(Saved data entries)
◇ ◇ ◇ ◇ ◇ ◇ ◇
use crate::error::CameraError;
use crate::frame::{FacingMode, RawFrame};
use async_trait::async_trait;
use std::sync::atomic::{AtomicBool, AtomicU64, Ordering};
use std::sync::Arc;

/// Descriptor for an enumerable capture device.
#[derive(Debug, Clone, PartialEq)]
pub struct DeviceDescriptor {
    pub id: String,
    pub label: String,
    /// Orientation the device faces, when the platform reports one
    pub facing: Option<FacingMode>,
}

/// Constraints applied when opening a device. `relaxed()` drops the
/// orientation preference for the automatic fallback retry.
#[derive(Debug, Clone, Default)]
pub struct DeviceConstraints {
    pub facing: Option<FacingMode>,
    pub resolution: Option<(u32, u32)>,
}

impl DeviceConstraints {
    pub fn facing(facing: FacingMode) -> Self {
        Self {
            facing: Some(facing),
            resolution: None,
        }
    }

    /// Same constraints without the orientation preference
    pub fn relaxed(&self) -> Self {
        Self {
            facing: None,
            resolution: self.resolution,
        }
    }
}

/// An open capture device producing raw RGB frames. The platform media
/// layer is external to this crate; implementations adapt it behind this
/// trait so the camera source and its tests stay device-agnostic.
#[async_trait]
pub trait CaptureDevice: Send + Sync + std::fmt::Debug {
    fn descriptor(&self) -> DeviceDescriptor;

    /// Current frame dimensions. (0, 0) while the device has not settled.
    fn dimensions(&self) -> (u32, u32);

    /// Whether the device is actively producing frames (not paused,
    /// ended, or stopped).
    fn is_live(&self) -> bool;

    /// Read the most recent frame. None is a normal transient outcome.
    async fn read_frame(&self) -> Option<RawFrame>;

    /// Stop all tracks. Must be safe to call more than once.
    async fn stop(&self);
}

/// Opens capture devices matching a set of constraints.
#[async_trait]
pub trait DeviceProvider: Send + Sync {
    async fn enumerate(&self) -> Vec<DeviceDescriptor>;

    async fn open(
        &self,
        constraints: &DeviceConstraints,
    ) -> std::result::Result<Box<dyn CaptureDevice>, CameraError>;
}

/// Test-pattern device provider used by the demo binary and the test
/// suites. Generates a moving gradient so downstream encoding has real
/// pixel data to work with.
pub struct SyntheticProvider {
    devices: Vec<DeviceDescriptor>,
    resolution: (u32, u32),
}

impl SyntheticProvider {
    /// Provider with one front-facing and one rear-facing device
    pub fn new() -> Self {
        Self {
            devices: vec![
                DeviceDescriptor {
                    id: "synthetic-rear".to_string(),
                    label: "Synthetic rear camera".to_string(),
                    facing: Some(FacingMode::Environment),
                },
                DeviceDescriptor {
                    id: "synthetic-front".to_string(),
                    label: "Synthetic front camera".to_string(),
                    facing: Some(FacingMode::User),
                },
            ],
            resolution: (320, 240),
        }
    }

    /// Provider exposing only the given devices
    pub fn with_devices(devices: Vec<DeviceDescriptor>) -> Self {
        Self {
            devices,
            resolution: (320, 240),
        }
    }

    pub fn resolution(mut self, width: u32, height: u32) -> Self {
        self.resolution = (width, height);
        self
    }
}

impl Default for SyntheticProvider {
    fn default() -> Self {
        Self::new()
    }
}

#[async_trait]
impl DeviceProvider for SyntheticProvider {
    async fn enumerate(&self) -> Vec<DeviceDescriptor> {
        self.devices.clone()
    }

    async fn open(
        &self,
        constraints: &DeviceConstraints,
    ) -> std::result::Result<Box<dyn CaptureDevice>, CameraError> {
        if self.devices.is_empty() {
            return Err(CameraError::DeviceNotFound);
        }

        let descriptor = match constraints.facing {
            Some(facing) => self
                .devices
                .iter()
                .find(|d| d.facing == Some(facing))
                .cloned()
                .ok_or_else(|| CameraError::ConstraintUnsatisfiable {
                    details: format!("no device facing {}", facing.as_str()),
                })?,
            None => self.devices[0].clone(),
        };

        let (width, height) = constraints.resolution.unwrap_or(self.resolution);
        Ok(Box::new(SyntheticDevice::new(descriptor, width, height)))
    }
}

/// Deterministic test-pattern device. Pausing it makes `is_live` false
/// and `read_frame` return None, matching a paused media track.
#[derive(Debug)]
pub struct SyntheticDevice {
    descriptor: DeviceDescriptor,
    width: u32,
    height: u32,
    frame_seq: AtomicU64,
    paused: Arc<AtomicBool>,
    stopped: Arc<AtomicBool>,
}

impl SyntheticDevice {
    pub fn new(descriptor: DeviceDescriptor, width: u32, height: u32) -> Self {
        Self {
            descriptor,
            width,
            height,
            frame_seq: AtomicU64::new(0),
            paused: Arc::new(AtomicBool::new(false)),
            stopped: Arc::new(AtomicBool::new(false)),
        }
    }

    /// Handle that lets tests pause and resume the device externally
    pub fn pause_handle(&self) -> Arc<AtomicBool> {
        Arc::clone(&self.paused)
    }

    fn generate_pattern(&self, seq: u64) -> Vec<u8> {
        let mut data = Vec::with_capacity(self.width as usize * self.height as usize * 3);
        for y in 0..self.height {
            for x in 0..self.width {
                // Moving diagonal gradient
                let v = ((x + y + seq as u32) % 256) as u8;
                data.push(v);
                data.push(v.wrapping_add(85));
                data.push(v.wrapping_add(170));
            }
        }
        data
    }
}

#[async_trait]
impl CaptureDevice for SyntheticDevice {
    fn descriptor(&self) -> DeviceDescriptor {
        self.descriptor.clone()
    }

    fn dimensions(&self) -> (u32, u32) {
        if self.stopped.load(Ordering::Relaxed) {
            (0, 0)
        } else {
            (self.width, self.height)
        }
    }

    fn is_live(&self) -> bool {
        !self.stopped.load(Ordering::Relaxed) && !self.paused.load(Ordering::Relaxed)
    }

    async fn read_frame(&self) -> Option<RawFrame> {
        if !self.is_live() {
            return None;
        }

        let seq = self.frame_seq.fetch_add(1, Ordering::Relaxed);
        Some(RawFrame::new(
            self.generate_pattern(seq),
            self.width,
            self.height,
        ))
    }

    async fn stop(&self) {
        self.stopped.store(true, Ordering::Relaxed);
    }
}
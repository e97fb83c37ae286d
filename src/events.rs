use crate::error::CrashcamError;
use chrono::{DateTime, Utc};
use serde::{Deserialize, Serialize};
use thiserror::Error;
use tokio::sync::broadcast;
use tracing::{debug, error, info, warn};

#[derive(Error, Debug)]
pub enum EventBusError {
    #[error("Failed to publish event: {details}")]
    PublishFailed { details: String },
}

impl From<EventBusError> for CrashcamError {
    fn from(err: EventBusError) -> Self {
        CrashcamError::component("events", err.to_string())
    }
}

/// Events the detection session publishes for the UI layer.
#[derive(Debug, Clone, Serialize, Deserialize)]
pub enum SessionEvent {
    /// A session reached Active
    SessionStarted { timestamp: DateTime<Utc> },
    /// A session returned to Idle
    SessionStopped { timestamp: DateTime<Utc> },
    /// A frame was captured and handed to the transport
    FrameSent { frame_id: u64 },
    /// A classification result arrived
    ResultReceived {
        frame_id: u64,
        accident_detected: bool,
        confidence: f64,
    },
    /// A positive detection raised an alert
    AlertRaised {
        frame_id: u64,
        confidence: f64,
        timestamp: DateTime<Utc>,
    },
    /// The backend failed to analyze one frame; the stream stays up
    AnalysisFailed { message: String },
    /// The socket closed unexpectedly while the session was active
    ConnectionLost { code: u16, timestamp: DateTime<Utc> },
}

impl SessionEvent {
    /// Human-readable description for logs and debug views
    pub fn description(&self) -> String {
        match self {
            SessionEvent::SessionStarted { .. } => "Detection session started".to_string(),
            SessionEvent::SessionStopped { .. } => "Detection session stopped".to_string(),
            SessionEvent::FrameSent { frame_id } => format!("Frame {} sent", frame_id),
            SessionEvent::ResultReceived {
                frame_id,
                accident_detected,
                confidence,
            } => format!(
                "Result for frame {}: {} ({:.0}%)",
                frame_id,
                if *accident_detected {
                    "accident"
                } else {
                    "clear"
                },
                confidence * 100.0
            ),
            SessionEvent::AlertRaised {
                frame_id,
                confidence,
                ..
            } => format!(
                "Accident alert for frame {} ({:.0}% confidence)",
                frame_id,
                confidence * 100.0
            ),
            SessionEvent::AnalysisFailed { message } => {
                format!("Analysis failed: {}", message)
            }
            SessionEvent::ConnectionLost { code, .. } => {
                format!("Connection lost (close code {})", code)
            }
        }
    }

    /// Event type as a string for filtering
    pub fn event_type(&self) -> &'static str {
        match self {
            SessionEvent::SessionStarted { .. } => "session_started",
            SessionEvent::SessionStopped { .. } => "session_stopped",
            SessionEvent::FrameSent { .. } => "frame_sent",
            SessionEvent::ResultReceived { .. } => "result_received",
            SessionEvent::AlertRaised { .. } => "alert_raised",
            SessionEvent::AnalysisFailed { .. } => "analysis_failed",
            SessionEvent::ConnectionLost { .. } => "connection_lost",
        }
    }
}

/// Async event bus for session/UI coordination using broadcast channels.
pub struct EventBus {
    sender: broadcast::Sender<SessionEvent>,
}

impl EventBus {
    /// Create a new event bus with the specified channel capacity
    pub fn new(capacity: usize) -> Self {
        let (sender, _) = broadcast::channel(capacity);
        Self { sender }
    }

    /// Subscribe to events and get a receiver
    pub fn subscribe(&self) -> broadcast::Receiver<SessionEvent> {
        self.sender.subscribe()
    }

    /// Publish an event to all subscribers. Events published with no
    /// subscribers are dropped silently — the session must keep running
    /// whether or not a UI is watching.
    pub fn publish(&self, event: SessionEvent) {
        match &event {
            SessionEvent::AlertRaised {
                frame_id,
                confidence,
                ..
            } => {
                warn!(
                    "ALERT: accident detected on frame {} ({:.0}% confidence)",
                    frame_id,
                    confidence * 100.0
                );
            }
            SessionEvent::ConnectionLost { code, .. } => {
                error!("Connection lost (close code {})", code);
            }
            SessionEvent::SessionStarted { .. } | SessionEvent::SessionStopped { .. } => {
                info!("{}", event.description());
            }
            _ => {
                debug!("{}", event.description());
            }
        }

        let _ = self.sender.send(event);
    }

    /// Get the number of active subscribers
    pub fn subscriber_count(&self) -> usize {
        self.sender.receiver_count()
    }
}

impl Clone for EventBus {
    fn clone(&self) -> Self {
        Self {
            sender: self.sender.clone(),
        }
    }
}

#[cfg(test)]
mod tests {
    use super::*;

    #[tokio::test]
    async fn test_publish_reaches_subscriber() {
        let bus = EventBus::new(16);
        let mut receiver = bus.subscribe();

        bus.publish(SessionEvent::FrameSent { frame_id: 9 });

        match receiver.recv().await.unwrap() {
            SessionEvent::FrameSent { frame_id } => assert_eq!(frame_id, 9),
            other => panic!("unexpected event {:?}", other),
        }
    }

    #[tokio::test]
    async fn test_publish_without_subscribers_is_silent() {
        let bus = EventBus::new(16);
        assert_eq!(bus.subscriber_count(), 0);
        // Must not panic or error
        bus.publish(SessionEvent::AnalysisFailed {
            message: "blurry".to_string(),
        });
    }

    #[test]
    fn test_event_types_and_descriptions() {
        let event = SessionEvent::AlertRaised {
            frame_id: 4,
            confidence: 0.91,
            timestamp: Utc::now(),
        };
        assert_eq!(event.event_type(), "alert_raised");
        assert!(event.description().contains("frame 4"));

        let event = SessionEvent::ConnectionLost {
            code: 1011,
            timestamp: Utc::now(),
        };
        assert_eq!(event.event_type(), "connection_lost");
        assert!(event.description().contains("1011"));
    }
}
pub mod app;
pub mod auth;
pub mod camera;
pub mod config;
pub mod detection;
pub mod error;
pub mod events;
pub mod frame;
pub mod history;
pub mod notify;
pub mod records;
pub mod retry;
pub mod session;
pub mod transport;
pub mod upload;

pub use app::CrashcamApp;
pub use auth::AuthContext;
pub use camera::{
    CameraSource, CameraState, CaptureDevice, DeviceConstraints, DeviceDescriptor, DeviceProvider,
    FrameSource, PermissionState, SyntheticDevice, SyntheticProvider,
};
pub use config::{
    CameraConfig, CrashcamConfig, HistoryConfig, SessionConfig, SystemConfig, TransportConfig,
};
pub use detection::{DetectionResult, RecentResults};
pub use error::{
    CameraError, CrashcamError, Result, StorageError, TransportError, UploadError,
};
pub use events::{EventBus, SessionEvent};
pub use frame::{FacingMode, FramePayload, RawFrame, Snapshot};
pub use history::{DetectionHistory, StatusOverrides};
pub use notify::{LogNotifier, Notifier};
pub use records::{AccidentRecord, RecordEnvelope, RecordStatus};
pub use retry::{RetryError, RetryPolicy};
pub use session::{DetectionSession, DetectionSessionBuilder, SessionPhase, SessionStatus};
pub use transport::{
    ConnectionState, HealthProbe, ResultTransport, SocketTransport, TransportEvent,
};
pub use upload::{AdminUploader, UploadReceipt};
◇ ◇ ◇ ◇ ◇ ◇ ◇
Try it:
Exactly as they stand, please print the lines from the first line of the records above down to the line that includes "async fn enumerate(&self) -> Vec<DeviceDescriptor>;", both of those included and no others.

Result of this task:
use crate::error::CameraError;
use crate::frame::{FacingMode, RawFrame};
use async_trait::async_trait;
use std::sync::atomic::{AtomicBool, AtomicU64, Ordering};
use std::sync::Arc;

/// Descriptor for an enumerable capture device.
#[derive(Debug, Clone, PartialEq)]
pub struct DeviceDescriptor {
    pub id: String,
    pub label: String,
    /// Orientation the device faces, when the platform reports one
    pub facing: Option<FacingMode>,
}

/// Constraints applied when opening a device. `relaxed()` drops the
/// orientation preference for the automatic fallback retry.
#[derive(Debug, Clone, Default)]
pub struct DeviceConstraints {
    pub facing: Option<FacingMode>,
    pub resolution: Option<(u32, u32)>,
}

impl DeviceConstraints {
    pub fn facing(facing: FacingMode) -> Self {
        Self {
            facing: Some(facing),
            resolution: None,
        }
    }

    /// Same constraints without the orientation preference
    pub fn relaxed(&self) -> Self {
        Self {
            facing: None,
            resolution: self.resolution,
        }
    }
}

/// An open capture device producing raw RGB frames. The platform media
/// layer is external to this crate; implementations adapt it behind this
/// trait so the camera source and its tests stay device-agnostic.
#[async_trait]
pub trait CaptureDevice: Send + Sync + std::fmt::Debug {
    fn descriptor(&self) -> DeviceDescriptor;

    /// Current frame dimensions. (0, 0) while the device has not settled.
    fn dimensions(&self) -> (u32, u32);

    /// Whether the device is actively producing frames (not paused,
    /// ended, or stopped).
    fn is_live(&self) -> bool;

    /// Read the most recent frame. None is a normal transient outcome.
    async fn read_frame(&self) -> Option<RawFrame>;

    /// Stop all tracks. Must be safe to call more than once.
    async fn stop(&self);
}

/// Opens capture devices matching a set of constraints.
#[async_trait]
pub trait DeviceProvider: Send + Sync {
    async fn enumerate(&self) -> Vec<DeviceDescriptor>;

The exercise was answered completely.